◆ ASSIGNED TASK
I need the number of lines in the following entries that hold the word "StatusCode", and no other text.

◆ Stored items
────────────────

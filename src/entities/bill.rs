use chrono::{DateTime, Utc};
use rust_decimal::Decimal;
use sea_orm::entity::prelude::*;
use serde::{Deserialize, Serialize};
use uuid::Uuid;

/// A generated bill. Append-only: one row per (client, period), never
/// updated or deleted.
#[derive(Clone, Debug, PartialEq, Eq, DeriveEntityModel, Serialize, Deserialize)]
#[sea_orm(table_name = "bills")]
pub struct Model {
    #[sea_orm(primary_key, auto_increment = false)]
    pub id: Uuid,
    pub client_id: Uuid,
    pub period_start: Date,
    pub period_end: Date,
    pub total_amount: Decimal,
    pub shipment_count: i32,
    pub created_at: DateTime<Utc>,
}

#[derive(Copy, Clone, Debug, EnumIter, DeriveRelation)]
pub enum Relation {
    #[sea_orm(
        belongs_to = "super::client::Entity",
        from = "Column::ClientId",
        to = "super::client::Column::Id"
    )]
    Client,
}

impl Related<super::client::Entity> for Entity {
    fn to() -> RelationDef {
        Relation::Client.def()
    }
}

impl ActiveModelBehavior for ActiveModel {}
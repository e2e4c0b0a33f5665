use axum::{
    extract::{Path, Query, State},
    http::StatusCode,
    response::{IntoResponse, Json},
};
use chrono::{DateTime, NaiveDate, Utc};
use rust_decimal::Decimal;
use serde::{Deserialize, Serialize};
use utoipa::{IntoParams, ToSchema};
use uuid::Uuid;

use crate::{
    entities::bill, errors::ServiceError, services::billing::GenerateBillRequest, ApiResponse,
    ApiResult, AppState, PaginatedResponse,
};

#[derive(Debug, Deserialize, Default, ToSchema, IntoParams)]
#[into_params(parameter_in = Query)]
pub struct BillListQuery {
    pub page: Option<u64>,
    pub limit: Option<u64>,
    pub client_id: Option<Uuid>,
}

#[derive(Debug, Serialize, ToSchema)]
pub struct BillResponse {
    pub id: Uuid,
    pub client_id: Uuid,
    pub period_start: NaiveDate,
    pub period_end: NaiveDate,
    #[schema(example = "12485.50")]
    pub total_amount: Decimal,
    pub shipment_count: i32,
    pub created_at: DateTime<Utc>,
}

impl From<bill::Model> for BillResponse {
    fn from(model: bill::Model) -> Self {
        Self {
            id: model.id,
            client_id: model.client_id,
            period_start: model.period_start,
            period_end: model.period_end,
            total_amount: model.total_amount,
            shipment_count: model.shipment_count,
            created_at: model.created_at,
        }
    }
}

#[utoipa::path(
    post,
    path = "/api/v1/bills/generate",
    request_body = GenerateBillRequest,
    responses(
        (status = 201, description = "Bill generated", body = ApiResponse<BillResponse>),
        (status = 409, description = "Bill already exists for this client and period", body = crate::errors::ErrorResponse),
        (status = 422, description = "No shipments in period or unresolvable rate", body = crate::errors::ErrorResponse)
    ),
    tag = "bills"
)]
pub async fn generate_bill(
    State(state): State<AppState>,
    Json(payload): Json<GenerateBillRequest>,
) -> Result<impl IntoResponse, ServiceError> {
    let created = state.services.billing.generate_bill(payload).await?;
    Ok((
        StatusCode::CREATED,
        Json(ApiResponse::success(BillResponse::from(created))),
    ))
}

#[utoipa::path(
    get,
    path = "/api/v1/bills",
    params(BillListQuery),
    responses(
        (status = 200, description = "Bills listed", body = ApiResponse<PaginatedResponse<BillResponse>>)
    ),
    tag = "bills"
)]
pub async fn list_bills(
    State(state): State<AppState>,
    Query(query): Query<BillListQuery>,
) -> ApiResult<PaginatedResponse<BillResponse>> {
    let page = query.page.unwrap_or(1).max(1);
    let limit = query.limit.unwrap_or(20).clamp(1, 100);

    let (records, total) = state
        .services
        .billing
        .list_bills(query.client_id, page, limit)
        .await?;
    let items: Vec<BillResponse> = records.into_iter().map(BillResponse::from).collect();
    let total_pages = (total + limit - 1) / limit;

    Ok(Json(ApiResponse::success(PaginatedResponse {
        items,
        total,
        page,
        limit,
        total_pages,
    })))
}

#[utoipa::path(
    get,
    path = "/api/v1/bills/:id",
    params(
        ("id" = Uuid, Path, description = "Bill ID")
    ),
    responses(
        (status = 200, description = "Bill fetched", body = ApiResponse<BillResponse>),
        (status = 404, description = "Bill not found", body = crate::errors::ErrorResponse)
    ),
    tag = "bills"
)]
pub async fn get_bill(State(state): State<AppState>, Path(id): Path<Uuid>) -> ApiResult<BillResponse> {
    match state.services.billing.get_bill(id).await? {
        Some(model) => Ok(Json(ApiResponse::success(BillResponse::from(model)))),
        None => Err(ServiceError::NotFound(format!("Bill {}", id))),
    }
}
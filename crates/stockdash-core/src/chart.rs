//! Candlestick chart payload
//!
//! The core does no drawing; this is the serializable document handed to
//! an external renderer.

use crate::model::PriceSeries;
use serde::Serialize;

/// One candlestick point
#[derive(Debug, Clone, Serialize)]
pub struct CandlePoint {
    pub timestamp: String,
    pub open: f64,
    pub high: f64,
    pub low: f64,
    pub close: f64,
    pub volume: u64,
}

/// Axis configuration for the renderer
#[derive(Debug, Clone, Serialize)]
pub struct ChartAxes {
    pub x_title: &'static str,
    pub y_title: &'static str,
    pub range_slider_visible: bool,
}

impl Default for ChartAxes {
    fn default() -> Self {
        Self {
            x_title: "Date",
            y_title: "Price (USD)",
            range_slider_visible: false,
        }
    }
}

/// Complete chart document for one price series
#[derive(Debug, Clone, Serialize)]
pub struct ChartPayload {
    pub symbol: String,
    pub data_points: usize,
    pub candles: Vec<CandlePoint>,
    pub start_date: Option<String>,
    pub end_date: Option<String>,
    pub min_price: Option<f64>,
    pub max_price: Option<f64>,
    pub axes: ChartAxes,
}

impl ChartPayload {
    /// Build the payload from a price series. An empty series produces a
    /// valid payload with zero points and null bounds.
    pub fn from_series(series: &PriceSeries) -> Self {
        let candles: Vec<CandlePoint> = series
            .bars()
            .iter()
            .map(|bar| CandlePoint {
                timestamp: bar.timestamp.to_rfc3339(),
                open: bar.open,
                high: bar.high,
                low: bar.low,
                close: bar.close,
                volume: bar.volume,
            })
            .collect();

        Self {
            symbol: series.symbol.clone(),
            data_points: candles.len(),
            candles,
            start_date: series.first().map(|b| b.timestamp.to_rfc3339()),
            end_date: series.last().map(|b| b.timestamp.to_rfc3339()),
            min_price: series.min_low(),
            max_price: series.max_high(),
            axes: ChartAxes::default(),
        }
    }
}
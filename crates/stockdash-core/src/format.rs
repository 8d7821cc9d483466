//! Metrics display formatting
//!
//! Absent values always render as `"N/A"`, never as a defaulted zero;
//! a missing growth figure and a reported 0.00% are different facts.

use crate::model::Fundamentals;

/// Placeholder rendered for absent metrics
pub const NOT_AVAILABLE: &str = "N/A";

/// Market capitalization in billions, two decimals
pub fn format_market_cap(cap: Option<f64>) -> String {
    match cap {
        Some(cap) => format!("{:.2} B", cap / 1e9),
        None => NOT_AVAILABLE.to_string(),
    }
}

/// Plain ratio (P/E), two decimals
pub fn format_ratio(value: Option<f64>) -> String {
    match value {
        Some(v) => format!("{v:.2}"),
        None => NOT_AVAILABLE.to_string(),
    }
}

/// Fractional rate as a percentage, two decimals, trailing `%`
pub fn format_percent(value: Option<f64>) -> String {
    match value {
        Some(v) => format!("{:.2}%", v * 100.0),
        None => NOT_AVAILABLE.to_string(),
    }
}

/// Ordered label/value rows for the metrics display
pub fn metric_rows(fundamentals: &Fundamentals) -> Vec<(&'static str, String)> {
    vec![
        (
            "Company",
            fundamentals
                .name
                .clone()
                .unwrap_or_else(|| NOT_AVAILABLE.to_string()),
        ),
        (
            "Sector",
            fundamentals
                .sector
                .clone()
                .unwrap_or_else(|| NOT_AVAILABLE.to_string()),
        ),
        ("Market Cap", format_market_cap(fundamentals.market_cap)),
        ("Trailing P/E", format_ratio(fundamentals.trailing_pe)),
        (
            "Earnings Growth (QoQ)",
            format_percent(fundamentals.earnings_quarterly_growth),
        ),
        (
            "Return on Equity",
            format_percent(fundamentals.return_on_equity),
        ),
    ]
}
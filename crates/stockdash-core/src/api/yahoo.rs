//! Yahoo Finance provider
//!
//! Historical bars come from the `yahoo_finance_api` chart endpoint; the
//! fundamentals snapshot comes from the quoteSummary endpoint, which the
//! crate does not wrap, so it is fetched with reqwest directly.

use crate::api::MarketDataProvider;
use crate::config::DashConfig;
use crate::error::{DashError, Result};
use crate::model::{Bar, Fundamentals, PriceSeries};
use async_trait::async_trait;
use chrono::{DateTime, NaiveDate, NaiveTime, Utc};
use governor::clock::DefaultClock;
use governor::state::{InMemoryState, NotKeyed};
use governor::{Quota, RateLimiter};
use serde::Deserialize;
use std::num::NonZeroU32;
use std::sync::Arc;
use std::time::Duration;
use time::OffsetDateTime;
use yahoo_finance_api as yahoo;

const QUOTE_SUMMARY_URL: &str = "https://query1.finance.yahoo.com/v10/finance/quoteSummary";
const QUOTE_SUMMARY_MODULES: &str =
    "price,assetProfile,summaryDetail,defaultKeyStatistics,financialData";

type SharedRateLimiter = Arc<RateLimiter<NotKeyed, InMemoryState, DefaultClock>>;

/// Yahoo Finance market data provider
pub struct YahooProvider {
    http: reqwest::Client,
    rate_limiter: SharedRateLimiter,
    request_timeout: Duration,
}

impl YahooProvider {
    /// Create a provider from configuration (timeout, user agent, rate limit)
    pub fn new(config: &DashConfig) -> Result<Self> {
        let http = reqwest::Client::builder()
            .user_agent(&config.user_agent)
            .timeout(config.request_timeout)
            .build()?;

        let per_minute =
            NonZeroU32::new(config.rate_limit_per_minute).unwrap_or(NonZeroU32::MIN);
        let rate_limiter = Arc::new(RateLimiter::direct(Quota::per_minute(per_minute)));

        Ok(Self {
            http,
            rate_limiter,
            request_timeout: config.request_timeout,
        })
    }

    fn to_offset(date: NaiveDate) -> Result<OffsetDateTime> {
        let ts = date.and_time(NaiveTime::MIN).and_utc().timestamp();
        OffsetDateTime::from_unix_timestamp(ts)
            .map_err(|e| DashError::Provider(format!("invalid timestamp for {date}: {e}")))
    }
}

#[async_trait]
impl MarketDataProvider for YahooProvider {
    async fn fetch_history(
        &self,
        symbol: &str,
        start: NaiveDate,
        end: NaiveDate,
    ) -> Result<PriceSeries> {
        // Both retrieval paths share one throttle and one timeout budget.
        self.rate_limiter.until_ready().await;

        let provider = yahoo::YahooConnector::builder()
            .timeout(self.request_timeout)
            .build()
            .map_err(|e| DashError::Provider(e.to_string()))?;

        let start_odt = Self::to_offset(start)?;
        // Exclusive bound of the day after `end`, so bars for the end date
        // itself are included. succ_opt only fails at NaiveDate::MAX.
        let end_odt = Self::to_offset(end.succ_opt().unwrap_or(end))?;

        tracing::info!(symbol, %start, %end, "fetching price history");

        let response = provider
            .get_quote_history(symbol, start_odt, end_odt)
            .await
            .map_err(|e| DashError::Provider(e.to_string()))?;

        let quotes = response
            .quotes()
            .map_err(|e| DashError::Provider(e.to_string()))?;

        let bars = quotes
            .iter()
            .map(|q| Bar {
                timestamp: DateTime::from_timestamp(q.timestamp as i64, 0)
                    .unwrap_or_else(Utc::now),
                open: q.open,
                high: q.high,
                low: q.low,
                close: q.close,
                volume: q.volume,
            })
            .collect();

        Ok(PriceSeries::new(symbol, bars))
    }

    async fn fetch_fundamentals(&self, symbol: &str) -> Result<Fundamentals> {
        self.rate_limiter.until_ready().await;

        tracing::info!(symbol, "fetching fundamentals snapshot");

        let url = format!("{QUOTE_SUMMARY_URL}/{symbol}");
        let response = self
            .http
            .get(&url)
            .query(&[("modules", QUOTE_SUMMARY_MODULES)])
            .send()
            .await?;

        if !response.status().is_success() {
            return Err(DashError::Provider(format!(
                "quoteSummary returned HTTP {} for {symbol}",
                response.status()
            )));
        }

        let body = response.text().await?;
        parse_fundamentals(&body, symbol)
    }
}

/// Parse a quoteSummary response body into a fundamentals snapshot.
///
/// An API-level error or a missing result is a failure; a present result
/// with sparse modules yields absent fields, which is a valid snapshot.
pub(crate) fn parse_fundamentals(body: &str, symbol: &str) -> Result<Fundamentals> {
    let envelope: QuoteSummaryEnvelope = serde_json::from_str(body)?;
    let summary = envelope.quote_summary;

    if let Some(error) = summary.error {
        if !error.is_null() {
            let description = error
                .get("description")
                .and_then(|d| d.as_str())
                .map_or_else(|| error.to_string(), str::to_string);
            return Err(DashError::Provider(format!(
                "quoteSummary error for {symbol}: {description}"
            )));
        }
    }

    let result = summary
        .result
        .unwrap_or_default()
        .into_iter()
        .next()
        .ok_or_else(|| {
            DashError::Provider(format!("no quoteSummary result for {symbol}"))
        })?;

    let market_cap = result
        .price
        .as_ref()
        .and_then(|p| p.market_cap.and_then(RawNum::to_option))
        .or_else(|| {
            result
                .summary_detail
                .as_ref()
                .and_then(|sd| sd.market_cap.and_then(RawNum::to_option))
        });

    Ok(Fundamentals {
        name: result.price.as_ref().and_then(|p| p.long_name.clone()),
        sector: result.asset_profile.as_ref().and_then(|a| a.sector.clone()),
        market_cap,
        trailing_pe: result
            .summary_detail
            .as_ref()
            .and_then(|sd| sd.trailing_pe.and_then(RawNum::to_option)),
        earnings_quarterly_growth: result
            .default_key_statistics
            .as_ref()
            .and_then(|ks| ks.earnings_quarterly_growth.and_then(RawNum::to_option)),
        return_on_equity: result
            .financial_data
            .as_ref()
            .and_then(|fd| fd.return_on_equity.and_then(RawNum::to_option)),
    })
}

#[derive(Debug, Deserialize)]
struct QuoteSummaryEnvelope {
    #[serde(rename = "quoteSummary")]
    quote_summary: QuoteSummaryBody,
}

#[derive(Debug, Deserialize)]
struct QuoteSummaryBody {
    #[serde(default)]
    result: Option<Vec<QuoteSummaryResult>>,
    #[serde(default)]
    error: Option<serde_json::Value>,
}

#[derive(Debug, Default, Deserialize)]
#[serde(rename_all = "camelCase")]
struct QuoteSummaryResult {
    #[serde(default)]
    price: Option<PriceModule>,
    #[serde(default)]
    asset_profile: Option<AssetProfileModule>,
    #[serde(default)]
    summary_detail: Option<SummaryDetailModule>,
    #[serde(default)]
    default_key_statistics: Option<KeyStatisticsModule>,
    #[serde(default)]
    financial_data: Option<FinancialDataModule>,
}

#[derive(Debug, Default, Deserialize)]
#[serde(rename_all = "camelCase")]
struct PriceModule {
    #[serde(default)]
    long_name: Option<String>,
    #[serde(default)]
    market_cap: Option<RawNum>,
}

#[derive(Debug, Default, Deserialize)]
struct AssetProfileModule {
    #[serde(default)]
    sector: Option<String>,
}

#[derive(Debug, Default, Deserialize)]
struct SummaryDetailModule {
    #[serde(default, rename = "trailingPE")]
    trailing_pe: Option<RawNum>,
    #[serde(default, rename = "marketCap")]
    market_cap: Option<RawNum>,
}

#[derive(Debug, Default, Deserialize)]
#[serde(rename_all = "camelCase")]
struct KeyStatisticsModule {
    #[serde(default)]
    earnings_quarterly_growth: Option<RawNum>,
}

#[derive(Debug, Default, Deserialize)]
#[serde(rename_all = "camelCase")]
struct FinancialDataModule {
    #[serde(default)]
    return_on_equity: Option<RawNum>,
}

/// Numeric fields arrive either as `{ "raw": 1.23, "fmt": "1.23" }`
/// objects or, with `formatted=false`, as plain numbers.
#[derive(Debug, Clone, Copy, Deserialize)]
#[serde(untagged)]
enum RawNum {
    Wrapped { raw: Option<f64> },
    Plain(f64),
}

impl RawNum {
    fn to_option(self) -> Option<f64> {
        match self {
            Self::Plain(v) => Some(v),
            Self::Wrapped { raw } => raw,
        }
    }
}
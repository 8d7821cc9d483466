//! Stock dashboard CLI
//!
//! One invocation is one user submission: build the query, run the
//! pipeline, print the fundamentals metrics and the advisory, and
//! optionally write the candlestick chart payload for an external
//! renderer.
//!
//! # Usage
//!
//! ```bash
//! stockdash --symbol AAPL
//! stockdash --symbol TSLA --start 2025-01-01 --end 2025-06-30 --chart-out chart.json
//! ```

use chrono::{NaiveDate, Utc};
use clap::Parser;
use comfy_table::{Table, presets::UTF8_FULL};
use std::env;
use std::path::{Path, PathBuf};
use std::time::Duration;
use stockdash_core::{DashConfig, Dashboard, Query, Report, format};
use tracing::info;
use tracing_subscriber::{EnvFilter, layer::SubscriberExt, util::SubscriberInitExt};

#[derive(Parser, Debug)]
#[command(name = "stockdash")]
#[command(about = "Fetch prices and fundamentals for a ticker and print an advisory", long_about = None)]
struct Args {
    /// Ticker symbol to analyze
    #[arg(short, long, default_value = "AAPL")]
    symbol: String,

    /// Range start (YYYY-MM-DD); defaults to one year before the end date
    #[arg(long)]
    start: Option<NaiveDate>,

    /// Range end (YYYY-MM-DD); defaults to today
    #[arg(long)]
    end: Option<NaiveDate>,

    /// Write the candlestick chart payload as JSON to this path
    #[arg(long)]
    chart_out: Option<PathBuf>,

    /// Snapshot cache TTL in seconds
    #[arg(long, default_value_t = 900)]
    cache_ttl: u64,
}

/// Resolve the query window from optional flags.
///
/// The end defaults to today; the start defaults to one year before the
/// resolved end date, so `--end` without `--start` yields the year
/// leading up to that end, not up to today.
fn date_window(start: Option<NaiveDate>, end: Option<NaiveDate>) -> (NaiveDate, NaiveDate) {
    let end = end.unwrap_or_else(|| Utc::now().date_naive());
    let start = start.unwrap_or_else(|| end - chrono::Duration::days(365));
    (start, end)
}

fn init_tracing() {
    let filter = env::var("RUST_LOG").unwrap_or_else(|_| "warn,stockdash_core=info".to_string());
    tracing_subscriber::registry()
        .with(EnvFilter::new(filter))
        .with(tracing_subscriber::fmt::layer())
        .init();
}

fn render_report(report: &Report, chart_out: Option<&Path>) -> anyhow::Result<()> {
    let query = &report.query;
    let snapshot = &report.snapshot;

    println!(
        "{} ({} to {})\n",
        query.symbol(),
        query.start(),
        query.end()
    );

    let mut table = Table::new();
    table
        .load_preset(UTF8_FULL)
        .set_header(vec!["Metric", "Value"]);
    for (label, value) in format::metric_rows(&snapshot.fundamentals) {
        table.add_row(vec![label.to_string(), value]);
    }
    println!("{table}\n");

    if snapshot.prices.is_empty() {
        println!("No trading data in the requested range.");
    } else {
        let bars = snapshot.prices.bars();
        println!(
            "{} trading days; close {:.2} to {:.2}",
            bars.len(),
            bars[0].close,
            bars[bars.len() - 1].close
        );
    }

    println!("\nAdvisory: {}", report.advisory);

    if let Some(path) = chart_out {
        let payload = report.chart_payload();
        std::fs::write(path, serde_json::to_string_pretty(&payload)?)?;
        println!("Chart payload written to {}", path.display());
    }

    Ok(())
}

#[tokio::main]
async fn main() -> anyhow::Result<()> {
    init_tracing();

    let args = Args::parse();
    let (start, end) = date_window(args.start, args.end);

    let query = match Query::new(&args.symbol, start, end) {
        Ok(query) => query,
        Err(e) => {
            eprintln!("{e}");
            std::process::exit(2);
        }
    };

    let config = DashConfig::builder()
        .cache_ttl(Duration::from_secs(args.cache_ttl))
        .build()?;
    let dashboard = Dashboard::new(&config)?;

    info!(symbol = %query.symbol(), "running dashboard pipeline");

    match dashboard.run(&query).await {
        Ok(report) => render_report(&report, args.chart_out.as_deref())?,
        Err(e) => {
            // One submission, one result: on failure nothing else renders.
            eprintln!("data load failed: {e}");
            std::process::exit(1);
        }
    }

    Ok(())
}
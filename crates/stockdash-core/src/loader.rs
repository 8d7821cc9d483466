//! Cached market data loading
//!
//! One `load` bundles the price history and the fundamentals snapshot
//! into a single cached unit keyed by (symbol, start, end). Failure is
//! all-or-nothing: any upstream error surfaces as `DataUnavailable` and
//! nothing is cached. No retries, no partial results.

use crate::api::MarketDataProvider;
use crate::cache::{SnapshotCache, SnapshotKey};
use crate::error::{DashError, Result};
use crate::model::{MarketSnapshot, Query};
use std::sync::Arc;

/// Loads and memoizes market snapshots
pub struct DataLoader {
    provider: Arc<dyn MarketDataProvider>,
    cache: SnapshotCache<MarketSnapshot>,
}

impl DataLoader {
    /// Create a loader over a provider and a snapshot cache
    pub fn new(provider: Arc<dyn MarketDataProvider>, cache: SnapshotCache<MarketSnapshot>) -> Self {
        Self { provider, cache }
    }

    /// Load the snapshot for a query, from cache when possible.
    ///
    /// A repeat call with an identical query returns the prior result
    /// without contacting the upstream service.
    pub async fn load(&self, query: &Query) -> Result<MarketSnapshot> {
        let key = SnapshotKey::from(query);

        self.cache
            .get_or_fetch(key, || async {
                tracing::info!(symbol = %query.symbol(), "loading market data");

                let prices = self
                    .provider
                    .fetch_history(query.symbol(), query.start(), query.end())
                    .await
                    .map_err(|e| DashError::data_unavailable(query.symbol(), e))?;

                let fundamentals = self
                    .provider
                    .fetch_fundamentals(query.symbol())
                    .await
                    .map_err(|e| DashError::data_unavailable(query.symbol(), e))?;

                Ok(MarketSnapshot {
                    prices,
                    fundamentals,
                })
            })
            .await
    }

    /// Drop the cached snapshot for a query, if any
    pub async fn invalidate(&self, query: &Query) {
        self.cache.invalidate(&SnapshotKey::from(query)).await;
    }
}
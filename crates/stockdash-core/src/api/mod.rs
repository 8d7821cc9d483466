//! Market data provider abstraction and implementations

pub mod yahoo;

pub use yahoo::YahooProvider;

use crate::error::Result;
use crate::model::{Fundamentals, PriceSeries};
use async_trait::async_trait;
use chrono::NaiveDate;

/// Upstream market data service: historical bars for a date range, plus a
/// current fundamentals snapshot. Failures must be distinguishable from a
/// successful-but-empty result.
#[cfg_attr(test, mockall::automock)]
#[async_trait]
pub trait MarketDataProvider: Send + Sync {
    /// Fetch daily OHLC bars covering the inclusive date range
    async fn fetch_history(
        &self,
        symbol: &str,
        start: NaiveDate,
        end: NaiveDate,
    ) -> Result<PriceSeries>;

    /// Fetch the current fundamentals snapshot for a symbol
    async fn fetch_fundamentals(&self, symbol: &str) -> Result<Fundamentals>;
}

────────────────

◆ RESULT FOR THIS TASK
2